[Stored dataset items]
____________

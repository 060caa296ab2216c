//! Log posterior of the Gaussian mixed model on the unconstrained scale.
//!
//! Unconstrained layout: fixed effects `β`, `ln σ`, `ln τ_k` per random term, the
//! correlation on the `atanh` scale when two terms vary, then standard-normal group
//! innovations `z` (group-major). Group effects are `u_g = diag(τ) L z_g` with `L`
//! the Cholesky factor of the correlation matrix. Constrained draws share the
//! layout and hold `σ`, `τ`, `ρ` and `u` in place of their unconstrained values.

use faer::Mat;
use serde::{Deserialize, Serialize};
use std::f64::consts::TAU;

use super::likelihood::{design_matrix, gaussian_log_likelihood, log_tanh_jacobian, row_dot};
use super::priors::Prior;
use super::spec::{ModelSpec, ParameterClass, RandomStructure, SpecError, Term};
use crate::inference::LogDensity;
use crate::input::Dataset;
use crate::utils::{least_squares, mean, usize_to_f64};

const OLS_RIDGE: f64 = 1.0e-8;
const MIN_INITIAL_SCALE: f64 = 1.0e-3;

/// Index map for the parameter vector.
#[derive(Debug, Clone, PartialEq, Eq, Serialize, Deserialize)]
pub struct ParameterLayout {
    fixed_terms: Vec<Term>,
    random_terms: Vec<Term>,
    grouping_factor: String,
    group_labels: Vec<String>,
}

impl ParameterLayout {
    #[must_use]
    pub fn new(
        fixed_terms: Vec<Term>,
        structure: &RandomStructure,
        grouping_factor: impl Into<String>,
        group_labels: Vec<String>,
    ) -> Self {
        Self {
            fixed_terms,
            random_terms: structure.terms(),
            grouping_factor: grouping_factor.into(),
            group_labels,
        }
    }

    #[must_use]
    pub fn fixed_terms(&self) -> &[Term] {
        &self.fixed_terms
    }

    #[must_use]
    pub fn random_terms(&self) -> &[Term] {
        &self.random_terms
    }

    #[must_use]
    pub fn group_labels(&self) -> &[String] {
        &self.group_labels
    }

    #[must_use]
    pub const fn n_fixed(&self) -> usize {
        self.fixed_terms.len()
    }

    #[must_use]
    pub const fn n_random(&self) -> usize {
        self.random_terms.len()
    }

    #[must_use]
    pub const fn n_groups(&self) -> usize {
        self.group_labels.len()
    }

    #[must_use]
    pub const fn dim(&self) -> usize {
        self.group_effects_offset() + self.n_groups() * self.n_random()
    }

    #[must_use]
    pub const fn sigma(&self) -> usize {
        self.n_fixed()
    }

    #[must_use]
    pub const fn group_scale(&self, term: usize) -> usize {
        self.n_fixed() + 1 + term
    }

    #[must_use]
    pub const fn correlation(&self) -> Option<usize> {
        if self.n_random() == 2 {
            Some(self.n_fixed() + 1 + self.n_random())
        } else {
            None
        }
    }

    #[must_use]
    pub const fn group_effect(&self, group: usize, term: usize) -> usize {
        self.group_effects_offset() + group * self.n_random() + term
    }

    const fn group_effects_offset(&self) -> usize {
        let correlation = if self.n_random() == 2 { 1 } else { 0 };
        self.n_fixed() + 1 + self.n_random() + correlation
    }

    /// Parameter names in storage order.
    #[must_use]
    pub fn names(&self) -> Vec<String> {
        let group = &self.grouping_factor;
        let mut names = self
            .fixed_terms
            .iter()
            .map(|term| format!("b_{term}"))
            .collect::<Vec<_>>();
        names.push("sigma".to_string());
        names.extend(
            self.random_terms
                .iter()
                .map(|term| format!("sd_{group}__{term}")),
        );
        if let [first, second] = self.random_terms.as_slice() {
            names.push(format!("cor_{group}__{first}__{second}"));
        }
        for label in &self.group_labels {
            for term in &self.random_terms {
                names.push(format!("r_{group}[{label},{term}]"));
            }
        }
        names
    }

    /// Position of a named parameter.
    #[must_use]
    pub fn index_of(&self, name: &str) -> Option<usize> {
        self.names().iter().position(|candidate| candidate == name)
    }
}

#[derive(Debug, Clone)]
struct ResolvedPriors {
    fixed: Vec<Prior>,
    residual_scale: Prior,
    group_scale: Option<Prior>,
    correlation: Option<Prior>,
}

impl ResolvedPriors {
    fn from_spec(spec: &ModelSpec, structure: &RandomStructure) -> Result<Self, SpecError> {
        let lookup = |class: ParameterClass| spec.prior(class).ok_or(SpecError::MissingPrior { class });
        Ok(Self {
            fixed: spec
                .fixed_terms()
                .iter()
                .map(|term| lookup(term.coefficient_class()))
                .collect::<Result<_, _>>()?,
            residual_scale: lookup(ParameterClass::ResidualScale)?,
            group_scale: (structure.dimension() > 0)
                .then(|| lookup(ParameterClass::GroupScale))
                .transpose()?,
            correlation: (structure.dimension() == 2)
                .then(|| lookup(ParameterClass::GroupCorrelation))
                .transpose()?,
        })
    }
}

/// Log posterior of one model on one dataset.
#[derive(Debug, Clone)]
pub struct MixedModelDensity {
    layout: ParameterLayout,
    response: Vec<f64>,
    fixed_design: Mat<f64>,
    random_design: Mat<f64>,
    group_codes: Vec<usize>,
    priors: ResolvedPriors,
}

impl MixedModelDensity {
    /// # Errors
    ///
    /// Returns `SpecError` if the specification is invalid for `dataset`.
    pub fn new(dataset: &Dataset, spec: &ModelSpec) -> Result<Self, SpecError> {
        let structure = spec.validate_for(dataset)?;
        let layout = ParameterLayout::new(
            spec.fixed_terms().to_vec(),
            &structure,
            spec.grouping_factor(),
            if structure == RandomStructure::None {
                Vec::new()
            } else {
                dataset.groups().labels().to_vec()
            },
        );
        let fixed_design = design_matrix(
            layout.fixed_terms(),
            dataset.covariates(),
            dataset.covariate_names(),
        )?;
        let random_design = design_matrix(
            layout.random_terms(),
            dataset.covariates(),
            dataset.covariate_names(),
        )?;

        Ok(Self {
            priors: ResolvedPriors::from_spec(spec, &structure)?,
            layout,
            response: dataset.response().to_vec(),
            fixed_design,
            random_design,
            group_codes: dataset.groups().codes().to_vec(),
        })
    }

    #[must_use]
    pub const fn layout(&self) -> &ParameterLayout {
        &self.layout
    }

    #[must_use]
    pub fn response(&self) -> &[f64] {
        &self.response
    }

    /// Least-squares fixed effects, log residual SD, zero group innovations.
    #[must_use]
    pub fn initial_position(&self) -> Vec<f64> {
        let layout = &self.layout;
        let p = layout.n_fixed();
        let beta = least_squares(&self.fixed_design, &self.response, OLS_RIDGE)
            .filter(|beta| beta.iter().all(|value| value.is_finite()))
            .unwrap_or_else(|| {
                let mut fallback = vec![0.0; p];
                if let Some(intercept) = layout
                    .fixed_terms()
                    .iter()
                    .position(|term| *term == Term::Intercept)
                {
                    fallback[intercept] = mean(&self.response);
                }
                fallback
            });

        let sum_sq = (0..self.response.len())
            .map(|row| {
                let residual = self.response[row] - row_dot(&self.fixed_design, row, &beta);
                residual * residual
            })
            .sum::<f64>();
        let dof = usize_to_f64(self.response.len().saturating_sub(p).max(1));
        let residual_sd = (sum_sq / dof).sqrt().max(MIN_INITIAL_SCALE);

        let mut position = vec![0.0; layout.dim()];
        position[..p].copy_from_slice(&beta);
        position[layout.sigma()] = residual_sd.ln();
        for term in 0..layout.n_random() {
            position[layout.group_scale(term)] = (0.5 * residual_sd).ln();
        }
        position
    }

    /// Conditional mean of every training observation under a constrained draw.
    #[must_use]
    pub fn fitted_means(&self, draw: &[f64]) -> Vec<f64> {
        let layout = &self.layout;
        let beta = &draw[..layout.n_fixed()];
        let q = layout.n_random();
        (0..self.response.len())
            .map(|row| {
                let group = self.group_codes[row];
                (0..q).fold(row_dot(&self.fixed_design, row, beta), |acc, term| {
                    self.random_design[(row, term)]
                        .mul_add(draw[layout.group_effect(group, term)], acc)
                })
            })
            .collect()
    }

    /// Log likelihood of each training observation under a constrained draw.
    #[must_use]
    pub fn pointwise_log_likelihood(&self, draw: &[f64]) -> Vec<f64> {
        let sigma = draw[self.layout.sigma()];
        self.fitted_means(draw)
            .iter()
            .zip(&self.response)
            .map(|(mean, outcome)| gaussian_log_likelihood(*outcome, *mean, sigma))
            .collect()
    }

    fn group_effects(&self, position: &[f64], scales: &[f64], rho: f64, rho_sd: f64) -> Vec<f64> {
        let layout = &self.layout;
        let q = layout.n_random();
        let mut effects = vec![0.0; layout.n_groups() * q];
        for group in 0..layout.n_groups() {
            let z0 = position[layout.group_effect(group, 0)];
            effects[group * q] = scales[0] * z0;
            if q == 2 {
                let z1 = position[layout.group_effect(group, 1)];
                effects[group * q + 1] = scales[1] * rho.mul_add(z0, rho_sd * z1);
            }
        }
        effects
    }
}

impl LogDensity for MixedModelDensity {
    fn dim(&self) -> usize {
        self.layout.dim()
    }

    fn log_density_and_gradient(&self, position: &[f64], gradient: &mut [f64]) -> f64 {
        let layout = &self.layout;
        let p = layout.n_fixed();
        let q = layout.n_random();
        let n_groups = layout.n_groups();
        gradient.fill(0.0);

        let beta = &position[..p];
        let log_sigma = position[layout.sigma()];
        let sigma = log_sigma.exp();
        let scales = (0..q)
            .map(|term| position[layout.group_scale(term)].exp())
            .collect::<Vec<_>>();
        let atanh_rho = layout.correlation().map_or(0.0, |index| position[index]);
        let rho = atanh_rho.tanh();
        let rho_sd = atanh_rho.cosh().recip();
        let effects = if q > 0 {
            self.group_effects(position, &scales, rho, rho_sd)
        } else {
            Vec::new()
        };

        let inv_var = (sigma * sigma).recip();
        let mut effect_scores = vec![0.0; effects.len()];
        let mut sum_sq = 0.0;
        for row in 0..self.response.len() {
            let group = self.group_codes.get(row).copied().unwrap_or(0);
            let eta = (0..q).fold(row_dot(&self.fixed_design, row, beta), |acc, term| {
                self.random_design[(row, term)].mul_add(effects[group * q + term], acc)
            });
            let residual = self.response[row] - eta;
            sum_sq += residual * residual;
            let score = residual * inv_var;
            for (col, slot) in gradient[..p].iter_mut().enumerate() {
                *slot += self.fixed_design[(row, col)] * score;
            }
            for term in 0..q {
                effect_scores[group * q + term] += self.random_design[(row, term)] * score;
            }
        }

        let n = usize_to_f64(self.response.len());
        let mut log_density = -n * (0.5 * TAU.ln() + log_sigma) - 0.5 * sum_sq * inv_var;
        gradient[layout.sigma()] += sum_sq.mul_add(inv_var, -n);

        for (index, prior) in self.priors.fixed.iter().enumerate() {
            let (value, derivative) = prior.log_density_and_derivative(beta[index]);
            log_density += value;
            gradient[index] += derivative;
        }

        let (value, derivative) = self.priors.residual_scale.log_density_and_derivative(sigma);
        log_density += value + log_sigma;
        gradient[layout.sigma()] += derivative.mul_add(sigma, 1.0);

        if let Some(prior) = self.priors.group_scale {
            for (term, scale) in scales.iter().enumerate() {
                let (value, derivative) = prior.log_density_and_derivative(*scale);
                log_density += value + scale.ln();
                gradient[layout.group_scale(term)] += derivative.mul_add(*scale, 1.0);
            }

            let mut rho_score = 0.0;
            for group in 0..n_groups {
                let z0 = position[layout.group_effect(group, 0)];
                let score0 = effect_scores[group * q];
                log_density -= 0.5 * z0.mul_add(z0, TAU.ln());
                gradient[layout.group_scale(0)] += score0 * effects[group * q];

                if q == 2 {
                    let z1 = position[layout.group_effect(group, 1)];
                    let score1 = effect_scores[group * q + 1];
                    log_density -= 0.5 * z1.mul_add(z1, TAU.ln());
                    gradient[layout.group_effect(group, 0)] +=
                        (score1 * scales[1]).mul_add(rho, score0 * scales[0]) - z0;
                    gradient[layout.group_effect(group, 1)] += score1 * scales[1] * rho_sd - z1;
                    gradient[layout.group_scale(1)] += score1 * effects[group * q + 1];
                    rho_score += score1 * scales[1] * (z0 - rho * z1 / rho_sd);
                } else {
                    gradient[layout.group_effect(group, 0)] += score0 * scales[0] - z0;
                }
            }

            if let (Some(index), Some(prior)) = (layout.correlation(), self.priors.correlation) {
                let (value, derivative) = prior.log_density_and_derivative(rho);
                log_density += value + log_tanh_jacobian(atanh_rho);
                gradient[index] += (rho_score + derivative)
                    .mul_add(rho_sd * rho_sd, -2.0 * rho);
            }
        }

        log_density
    }

    fn constrain(&self, position: &[f64]) -> Vec<f64> {
        let layout = &self.layout;
        let mut draw = position.to_vec();
        draw[layout.sigma()] = position[layout.sigma()].exp();
        let scales = (0..layout.n_random())
            .map(|term| position[layout.group_scale(term)].exp())
            .collect::<Vec<_>>();
        for (term, scale) in scales.iter().enumerate() {
            draw[layout.group_scale(term)] = *scale;
        }
        if let Some(index) = layout.correlation() {
            draw[index] = position[index].tanh();
        }
        if !scales.is_empty() {
            let atanh_rho = layout.correlation().map_or(0.0, |index| position[index]);
            let effects = self.group_effects(
                position,
                &scales,
                atanh_rho.tanh(),
                atanh_rho.cosh().recip(),
            );
            let offset = layout.group_effect(0, 0);
            draw[offset..offset + effects.len()].copy_from_slice(&effects);
        }
        draw
    }
}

____________

WHAT YOU NEED TO DO — Of the entries above, transcribe exactly those lines that fall between the line containing "use std::f64::consts::TAU;" and the line containing "pub const fn group_scale(&self, term: usize)", together with those two lines.

ANSWER SECTION —
use std::f64::consts::TAU;

use super::likelihood::{design_matrix, gaussian_log_likelihood, log_tanh_jacobian, row_dot};
use super::priors::Prior;
use super::spec::{ModelSpec, ParameterClass, RandomStructure, SpecError, Term};
use crate::inference::LogDensity;
use crate::input::Dataset;
use crate::utils::{least_squares, mean, usize_to_f64};

const OLS_RIDGE: f64 = 1.0e-8;
const MIN_INITIAL_SCALE: f64 = 1.0e-3;

/// Index map for the parameter vector.
#[derive(Debug, Clone, PartialEq, Eq, Serialize, Deserialize)]
pub struct ParameterLayout {
    fixed_terms: Vec<Term>,
    random_terms: Vec<Term>,
    grouping_factor: String,
    group_labels: Vec<String>,
}

impl ParameterLayout {
    #[must_use]
    pub fn new(
        fixed_terms: Vec<Term>,
        structure: &RandomStructure,
        grouping_factor: impl Into<String>,
        group_labels: Vec<String>,
    ) -> Self {
        Self {
            fixed_terms,
            random_terms: structure.terms(),
            grouping_factor: grouping_factor.into(),
            group_labels,
        }
    }

    #[must_use]
    pub fn fixed_terms(&self) -> &[Term] {
        &self.fixed_terms
    }

    #[must_use]
    pub fn random_terms(&self) -> &[Term] {
        &self.random_terms
    }

    #[must_use]
    pub fn group_labels(&self) -> &[String] {
        &self.group_labels
    }

    #[must_use]
    pub const fn n_fixed(&self) -> usize {
        self.fixed_terms.len()
    }

    #[must_use]
    pub const fn n_random(&self) -> usize {
        self.random_terms.len()
    }

    #[must_use]
    pub const fn n_groups(&self) -> usize {
        self.group_labels.len()
    }

    #[must_use]
    pub const fn dim(&self) -> usize {
        self.group_effects_offset() + self.n_groups() * self.n_random()
    }

    #[must_use]
    pub const fn sigma(&self) -> usize {
        self.n_fixed()
    }

    #[must_use]
    pub const fn group_scale(&self, term: usize) -> usize {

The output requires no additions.